Sementara Wakil Ketua Badan Legislasi (Baleg) DPR Achmad Baidowi, menegaskan pihaknya membantah tidak serius membahas RUU tentang Perampasan Aset Tindak Pidana. Justru, tegasnya, DPR dalam posisi menunggu Surat Presiden (Surpres) serta draf naskah akademik RUU Perampasan Aset dari pemerintah.

Diketahui, RUU ini masuk ke dalam daftar panjang (long-list) Program Legislasi Nasional (Prolegnas) periode 2019-2024. RUU tersebut tercatat menjadi RUU usulan pemerintah. Menurutnya menjadi keharusan DPR agar menanyakan keseriusan pemerintah atas tindak lanjut RUU Perampasan Aset.

“Kalau begini yang menjadi bahan sasaran itu DPR. Seolah-olah DPR tidak mau membahas RUU Perampasan Aset, padahal RUU Perampasan Aset itu juga masuk Prolegnas Prioritas 2023 dan menjadi usul inisiatif Pemerintah,” ujar dikutip dari laman DPR.

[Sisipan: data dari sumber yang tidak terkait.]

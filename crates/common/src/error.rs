//! Error kinds shared by every service and by the gateway.

use serde::{Deserialize, Serialize};
use thiserror::Error;

/// Coarse classification of a failure, stable across service boundaries.
#[derive(Debug, Clone, Copy, PartialEq, Eq, Hash, Serialize, Deserialize)]
#[serde(rename_all = "snake_case")]
pub enum ErrorKind {
    NotFound,
    InvalidArgument,
    Unavailable,
    Internal,
}

impl std::fmt::Display for ErrorKind {
    fn fmt(&self, f: &mut std::fmt::Formatter<'_>) -> std::fmt::Result {
        let s = match self {
            ErrorKind::NotFound => "not_found",
            ErrorKind::InvalidArgument => "invalid_argument",
            ErrorKind::Unavailable => "unavailable",
            ErrorKind::Internal => "internal",
        };
        f.write_str(s)
    }
}

/// A structured, user-facing error.
///
/// Messages never carry storage-engine text; detailed causes are logged where
/// they are converted into this type.
#[derive(Debug, Clone, PartialEq, Eq, Error)]
pub enum ServiceError {
    /// The addressed entity does not exist.
    #[error("{0}")]
    NotFound(String),

    /// The request was rejected before doing any work.
    #[error("{0}")]
    InvalidArgument(String),

    /// A peer service or store could not be reached in time.
    #[error("{0}")]
    Unavailable(String),

    /// Anything else; details stay in the logs.
    #[error("{0}")]
    Internal(String),
}

impl ServiceError {
    /// Builds a not-found error for an entity type and id.
    pub fn not_found(entity: &str, id: impl std::fmt::Display) -> Self {
        ServiceError::NotFound(format!("{entity} not found: {id}"))
    }

    /// Builds an invalid-argument error.
    pub fn invalid(message: impl Into<String>) -> Self {
        ServiceError::InvalidArgument(message.into())
    }

    /// Returns the kind of this error.
    pub fn kind(&self) -> ErrorKind {
        match self {
            ServiceError::NotFound(_) => ErrorKind::NotFound,
            ServiceError::InvalidArgument(_) => ErrorKind::InvalidArgument,
            ServiceError::Unavailable(_) => ErrorKind::Unavailable,
            ServiceError::Internal(_) => ErrorKind::Internal,
        }
    }

    /// Returns the user-facing message.
    pub fn message(&self) -> &str {
        match self {
            ServiceError::NotFound(m)
            | ServiceError::InvalidArgument(m)
            | ServiceError::Unavailable(m)
            | ServiceError::Internal(m) => m,
        }
    }

    /// Rebuilds an error from its wire representation.
    pub fn from_parts(kind: ErrorKind, message: String) -> Self {
        match kind {
            ErrorKind::NotFound => ServiceError::NotFound(message),
            ErrorKind::InvalidArgument => ServiceError::InvalidArgument(message),
            ErrorKind::Unavailable => ServiceError::Unavailable(message),
            ErrorKind::Internal => ServiceError::Internal(message),
        }
    }
}

/// Errors raised by repository implementations.
#[derive(Debug, Error)]
pub enum StoreError {
    /// A database error occurred.
    #[error("Database error: {0}")]
    Database(#[from] sqlx::Error),

    /// A database migration error occurred.
    #[error("Migration error: {0}")]
    Migration(#[from] sqlx::migrate::MigrateError),

    /// A row with the same key already exists.
    #[error("Duplicate key: {0}")]
    Conflict(String),

    /// The write was abandoned before commit.
    #[error("Write aborted: {0}")]
    Aborted(String),
}

impl From<StoreError> for ServiceError {
    fn from(err: StoreError) -> Self {
        match &err {
            StoreError::Conflict(key) => ServiceError::InvalidArgument(format!("duplicate key: {key}")),
            StoreError::Database(
                sqlx::Error::PoolTimedOut | sqlx::Error::PoolClosed | sqlx::Error::Io(_),
            ) => {
                tracing::error!(error = %err, "storage unreachable");
                ServiceError::Unavailable("storage unavailable".to_string())
            }
            _ => {
                tracing::error!(error = %err, "storage failure");
                ServiceError::Internal("storage failure".to_string())
            }
        }
    }
}

/// Convenience type alias for service results.
pub type Result<T> = std::result::Result<T, ServiceError>;

#[cfg(test)]
mod tests {
    use super::*;

    #[test]
    fn kind_round_trips_through_parts() {
        let err = ServiceError::not_found("account", "A1");
        let rebuilt = ServiceError::from_parts(err.kind(), err.message().to_string());
        assert_eq!(rebuilt, err);
        assert_eq!(err.to_string(), "account not found: A1");
    }

    #[test]
    fn storage_errors_hide_engine_text() {
        let err: ServiceError = StoreError::Aborted("line items rejected".into()).into();
        assert_eq!(err, ServiceError::Internal("storage failure".into()));

        let err: ServiceError = StoreError::Database(sqlx::Error::PoolTimedOut).into();
        assert_eq!(err.kind(), ErrorKind::Unavailable);
    }

    #[test]
    fn error_kind_uses_snake_case_on_the_wire() {
        let json = serde_json::to_string(&ErrorKind::InvalidArgument).unwrap();
        assert_eq!(json, "\"invalid_argument\"");
    }
}
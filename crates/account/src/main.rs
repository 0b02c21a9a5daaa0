//! Account service entry point.

use std::sync::Arc;

use account::{AccountService, InMemoryAccountRepository, PostgresAccountRepository};
use common::ServiceConfig;

#[tokio::main]
async fn main() {
    // 1. Configuration and tracing
    let config = ServiceConfig::from_env(8081);
    common::telemetry::init(&config);

    // 2. Storage: PostgreSQL when configured, otherwise in-memory
    let app = match &config.database_url {
        Some(url) => {
            let pool = common::db::connect_with_retry(url, config.database_connect_attempts)
                .await
                .expect("failed to connect to database");
            let repository = PostgresAccountRepository::new(pool);
            repository
                .run_migrations()
                .await
                .expect("failed to run migrations");
            account::routes::router(Arc::new(AccountService::new(repository)))
        }
        None => {
            tracing::warn!("DATABASE_URL not set, using in-memory account store");
            account::routes::router(Arc::new(AccountService::new(
                InMemoryAccountRepository::new(),
            )))
        }
    };

    // 3. Serve
    common::http::serve(app, &config.addr())
        .await
        .expect("server error");
}
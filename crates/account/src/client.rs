use std::time::Duration;

use async_trait::async_trait;
use common::http::segment;
use common::{AccountId, Pagination, RemoteClient, ServiceError};

use crate::model::{Account, CreateAccountRequest};
use crate::service::AccountApi;

/// Remote account service reached over HTTP.
#[derive(Debug, Clone)]
pub struct HttpAccountClient {
    remote: RemoteClient,
}

impl HttpAccountClient {
    /// Creates a client for the account service at `base_url`.
    pub fn new(base_url: impl Into<String>, timeout: Duration) -> Self {
        Self {
            remote: RemoteClient::new("account", base_url, timeout),
        }
    }
}

#[async_trait]
impl AccountApi for HttpAccountClient {
    async fn create_account(&self, name: String) -> Result<Account, ServiceError> {
        self.remote
            .post("/accounts", &CreateAccountRequest { name })
            .await
    }

    async fn get_account(&self, id: &AccountId) -> Result<Account, ServiceError> {
        self.remote
            .get(&format!("/accounts/{}", segment(id.as_str())), &[])
            .await
    }

    async fn list_accounts(&self, page: Pagination) -> Result<Vec<Account>, ServiceError> {
        self.remote
            .get(
                "/accounts",
                &[("skip", page.skip.to_string()), ("take", page.take.to_string())],
            )
            .await
    }
}
//! Product queries and mutations.

use std::sync::Arc;

use axum::Json;
use axum::extract::{Query, State};
use axum::http::StatusCode;
use catalog::{NewProduct, Product};
use common::ServiceError;

use crate::gateway::Gateway;
use crate::model::ProductsQuery;

/// GET /products — by `id`, by text `query`, by `ids`, or a plain listing.
#[tracing::instrument(skip(gateway))]
pub async fn list(
    State(gateway): State<Arc<Gateway>>,
    Query(query): Query<ProductsQuery>,
) -> Result<Json<Vec<Product>>, ServiceError> {
    Ok(Json(gateway.products(query).await?))
}

/// POST /products — create a product.
#[tracing::instrument(skip(gateway, input), fields(name = %input.name))]
pub async fn create(
    State(gateway): State<Arc<Gateway>>,
    Json(input): Json<NewProduct>,
) -> Result<(StatusCode, Json<Product>), ServiceError> {
    let product = gateway.create_product(input).await?;
    Ok((StatusCode::CREATED, Json(product)))
}
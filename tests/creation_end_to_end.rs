mod common;

use assert_cmd::Command;
use predicates::prelude::*;

#[test]
fn record_only_run_emits_canonical_record() {
  let td = tempfile::TempDir::new().unwrap();
  let form = common::write_json(td.path(), "form.json", &common::sample_form());

  let out = Command::cargo_bin("insight-create")
    .unwrap()
    .args(["--form", form.to_str().unwrap()])
    .output()
    .unwrap();

  assert!(out.status.success());
  let v: serde_json::Value = serde_json::from_slice(&out.stdout).unwrap();

  assert_eq!(v["executionType"], "backend");
  assert_eq!(v["type"], "search-based");
  assert_eq!(v["title"], "Migration to CSS modules");
  assert_eq!(
    v["repositories"],
    serde_json::json!(["github.com/a/b", "github.com/c/d"])
  );
  assert_eq!(v["series"][0]["query"], "lang:SCSS file:module");
  assert_eq!(v["series"][1]["stroke"], "var(--pink)");
  assert_eq!(v["step"], serde_json::json!({ "week": 2 }));
  assert_eq!(v["dashboards"], serde_json::json!([]));
  assert_eq!(
    v["filters"],
    serde_json::json!({ "excludeRepoRegexp": "", "includeRepoRegexp": "", "context": "" })
  );
}

#[test]
fn form_on_stdin_is_accepted_and_all_repos_wins() {
  let mut form = common::sample_form();
  // Leftover repositories from a prior UI state must be ignored.
  form["allRepos"] = serde_json::json!(true);

  Command::cargo_bin("insight-create")
    .unwrap()
    .write_stdin(form.to_string())
    .assert()
    .success()
    .stdout(predicate::str::contains("\"repositories\": []"));
}

#[test]
fn record_is_written_to_out_file_when_given() {
  let td = tempfile::TempDir::new().unwrap();
  let form = common::write_json(td.path(), "form.json", &common::sample_form());
  let out_path = td.path().join("record.json");

  Command::cargo_bin("insight-create")
    .unwrap()
    .args(["--form", form.to_str().unwrap(), "--out", out_path.to_str().unwrap()])
    .assert()
    .success();

  let written = std::fs::read_to_string(&out_path).unwrap();
  let v: serde_json::Value = serde_json::from_str(&written).unwrap();
  assert_eq!(v["title"], "Migration to CSS modules");
  assert!(written.ends_with('\n'));
}

#[test]
fn non_numeric_step_value_fails_loudly() {
  let mut form = common::sample_form();
  form["stepValue"] = serde_json::json!("abc");

  Command::cargo_bin("insight-create")
    .unwrap()
    .write_stdin(form.to_string())
    .assert()
    .failure()
    .stderr(predicate::str::contains("abc"));
}

#[test]
fn empty_series_is_rejected_before_sanitizing() {
  let mut form = common::sample_form();
  form["series"] = serde_json::json!([]);

  Command::cargo_bin("insight-create")
    .unwrap()
    .write_stdin(form.to_string())
    .assert()
    .failure()
    .stderr(predicate::str::contains("series"));
}

#[test]
fn in_place_without_settings_is_a_usage_error() {
  Command::cargo_bin("insight-create")
    .unwrap()
    .arg("--in-place")
    .write_stdin(common::sample_form().to_string())
    .assert()
    .failure()
    .stderr(predicate::str::contains("--settings"));
}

Politisi Partai Persatuan Pembangunan (PPP) itu mendorong pemerintah agar segera mengirimkan Surpres, draf RUU, dan Naskah Akademik RUU Perampasan Aset Hasil Tindak Pidana. Dia pun mempersilakan pemerintah menyurati pimpinan DPR.  Nantinya, DPR bakal  menindaklanjutinya dengan membentuk panitia khusus (Pansus) atau menyerahkan ke komisi terkait untuk membahasnya maupun fraksi-fraksi partai menyiapkan daftar inventrisasi masalah (DIM).

“Selama pemerintah selaku pengusul inisiatifnya tidak mengirimkan naskah RUU-nya kita tidak bisa melakukan langkah-langkah lebih lanjut,” pungkasnya.

Sebelumnya, dalam Rapat Kerja dengan Komisi III, Kamis (30/3/2023) lalu, Menkopolhukam Mahfud MD meminta para anggota Komisi III agar menindaklanjuti nasib RUU Perampasan Aset dalam rapat membahas trasaksi janggal di Kemenkeu sebesar Rp349 triliun. Permohonan khusus itu ialah terkait persetujuan Rancangan Undang-Undang (RUU) Perampasan Aset Tindak Pidana serta RUU Pembatasan Transaksi Uang Kartal. Ia bahkan menyampaikan langsung permohonan itu kepada Ketua Komisi III DPR RI Bambang Wuryanto alias Bambang Pacul.

“Saya ingin usulkan gini, sulit memberantas korupsi itu, tolong melalui Pak Bambang Pacul, Pak, RUU Perampasan Aset, tolong didukung biar kami bisa mengambil begini-begininya, Pak, tolong juga pembatasan uang kartal didukung,” pinta Mahfud.